The number of product units required to implement OINDP clinical trials is considerable, and routinely underestimated. The schedule shown in Table 1 indicates the number of products needed for just one test – aerodynamic particle size distribution (PSD) – for a single nasal spray batch, for a three-year stability programme; 25°C/60% relative humidity (RH) is the room temperature condition, 40°C/75%RH is the accelerated condition, 30°C/65%RH is the intermediate condition and 30°C/75%RH is an additional test condition associated with the ambition of marketing the device in tropical climates (ICH Zone 4).
Condition | Orientation | 0 | 3M | 6M | 12M | 24M | 36M | Extras | Number of Units |
25°C/60%RH | Upright | 10 | 10 | 10 | 10 | 10 | 10 | 10 | 60 |
25°C/60%RH | Inverted | 10 | 10 | 10 | 10 | 10 | 10 | 60 | |
30°C/75%RH | Upright | 10 | 10 | 10 | 10 | 10 | 10 | 60 | |
30°C/75%RH | Inverted | 10 | 10 | 10 | 10 | 10 | 10 | 60 | |
30°C/65%RH | Upright | 10 | 10 | 10 | 10 | 10 | 10 | 60 | |
30°C/65%RH | Inverted | 10 | 10 | 10 | 10 | 10 | 10 | 60 | |
40°C/75%RH | Upright | 10 | 10 | – | – | – | 4 | 24 | |
40°C/75%RH | Inverted | 10 | 10 | – | – | – | 4 | 24 | |
Total Number of Units | 10 | 80 | 80 | 60 | 60 | 60 | 68 | 408 |
Table 1: An example for the number of units required solely for DSD measurements associated with a stability test for a nasal spray illustrates how the number of units required for clinical trials builds up.
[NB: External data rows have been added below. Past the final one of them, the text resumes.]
//! Core types shared across the allocation simulator.
//!
//! Identifier newtypes for stores, ranges and keys, plus the simulated
//! clock. Everything here is plain data: no I/O, no randomness.

mod identifiers;
mod time;

pub use identifiers::{Key, RangeId, StoreId};
pub use time::{testing_start_time, SimTime};
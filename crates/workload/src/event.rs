//! Load events and batches.

use allocsim_types::Key;

/// One read/write occurrence against a single key.
///
/// Counts and byte sizes are carried separately so a single event can
/// describe both the read and write side of an operation.
#[derive(Debug, Clone, Copy, Default, PartialEq, Eq)]
pub struct LoadEvent {
    /// Target key, used to resolve the owning range.
    pub key: Key,
    /// Number of writes.
    pub writes: u64,
    /// Bytes written.
    pub write_size: u64,
    /// Number of reads.
    pub reads: u64,
    /// Bytes read.
    pub read_size: u64,
}

/// An ordered sequence of load events accumulated within one tick window.
///
/// Applied to cluster state atomically: either every event in the batch
/// has been accrued or none has.
pub type LoadBatch = Vec<LoadEvent>;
Aptar Pharma’s experience indicates that it is realistic to expect to need at least 15,000 units for multidose devices for Phase III trials, more if using unit dose, with material-hungry tests, such as microbiological testing and the assessment of leachables, adding to this requirement. It is key to plan out these requirements sufficiently early to secure registration batches of the required size and establish efficient routes for production, as any failure to do so can have a major impact on progress to market.
OINDPs are arguably the most challenging class of pharmaceutical product to make, and relatively few contract design and manufacturing organisations are equipped to support the transition from R&D into a GMP environment. Be sure to determine whether a potential partner rigorously understands specific drug sensitivities, the intricacies of the device and the analytical demands associated with the product before committing to avoid compromising clinical trials.
To learn more about Nanopharm’s specialist respiratory offering, visit: nanopharm.co.uk.
CONCLUSION
The amount of product required for OINDP clinical trials may well surprise developers more familiar with alternative dosage forms, as indeed might the many and diverse issues associated with bringing OINDPs to market. The complex interplay between device, formulation and patient that drives drug delivery via the nose and lungs presents a major challenge; understanding how to manipulate device and formulation characteristics to propel a promising drug candidate to success remains an expert task. There is significant and exciting clinical potential in this field, and growing interest in exploiting it. Experienced, specialist, integrated CROs and contract design and manufacturing organisations can help product developers to invest well, at the right time and in the most productive way to reduce the risk associated with these routes and accelerate successful products to market.